Scan the listing and work out how many lines contain the word "commented". Nothing but the number should be given.
Listed records below:
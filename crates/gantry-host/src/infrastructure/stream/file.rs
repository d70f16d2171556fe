//! File-backed output sink.

use std::fs::File;
use std::io::Write;
use std::path::{Path, PathBuf};
use std::sync::Mutex;

use gantry_core::{OutputSink, SinkError};

/// A sink that appends everything written to it to a file.
///
/// Used by the settings-persistence path: the dispatcher swaps a command's
/// sink for a `FileSink` pointed at a fresh override artifact, dispatches,
/// and drops the sink again, capturing whatever the subscribed modules
/// reported.
pub struct FileSink {
    path: PathBuf,
    file: Mutex<File>,
}

impl FileSink {
    /// Creates (truncating) `path` and returns a sink writing to it.
    pub fn create(path: &Path) -> Result<Self, SinkError> {
        let file = File::create(path)?;
        Ok(Self {
            path: path.to_path_buf(),
            file: Mutex::new(file),
        })
    }

    pub fn path(&self) -> &Path {
        &self.path
    }
}

impl OutputSink for FileSink {
    fn write(&self, text: &str) -> Result<(), SinkError> {
        let mut file = self.file.lock().map_err(|_| SinkError::Closed)?;
        file.write_all(text.as_bytes())?;
        Ok(())
    }
}
//! Infrastructure layer: everything that touches an OS resource.
//!
//! - `channel` – where raw lines come from (stdin, test injection).
//! - `stream` – where response lines go ([`gantry_core::OutputSink`] impls).
//! - `storage` – TOML application config and the settings-override artifact.

pub mod channel;
pub mod storage;
pub mod stream;
//! Criterion benchmarks for reliability-envelope validation.
//!
//! Measures per-line validation latency; the ingestion path runs once per
//! received serial line, so this bounds sustainable line throughput.
//!
//! Run with:
//! ```bash
//! cargo bench --package gantry-core --bench envelope_bench
//! ```

use criterion::{black_box, criterion_group, criterion_main, BenchmarkId, Criterion};
use gantry_core::LineValidator;

// ── Line fixtures ─────────────────────────────────────────────────────────────

fn numbered_valid() -> String {
    "N0 G1 X10*81".to_string()
}

fn numbered_corrupt() -> String {
    "N0 G1 Y10*81".to_string()
}

fn unnumbered() -> String {
    "G1 X12.5 Y-3.25 F1500".to_string()
}

fn sequence_reset() -> String {
    "M110 N0".to_string()
}

fn commented() -> String {
    "G1 X10 ; outline pass".to_string()
}

fn bench_validate(c: &mut Criterion) {
    let mut group = c.benchmark_group("validate");

    let fixtures: Vec<(&str, String)> = vec![
        ("numbered_valid", numbered_valid()),
        ("numbered_corrupt", numbered_corrupt()),
        ("unnumbered", unnumbered()),
        ("sequence_reset", sequence_reset()),
        ("commented", commented()),
    ];

    for (name, line) in &fixtures {
        group.bench_with_input(BenchmarkId::from_parameter(name), line, |b, line| {
            b.iter(|| {
                // Fresh validator per iteration so sequence state never
                // drifts into permanent rejection.
                let mut validator = LineValidator::new();
                black_box(validator.validate(black_box(line)))
            })
        });
    }

    group.finish();
}

criterion_group!(benches, bench_validate);
criterion_main!(benches);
End of Listed records.
• [Answer to the exercise] 2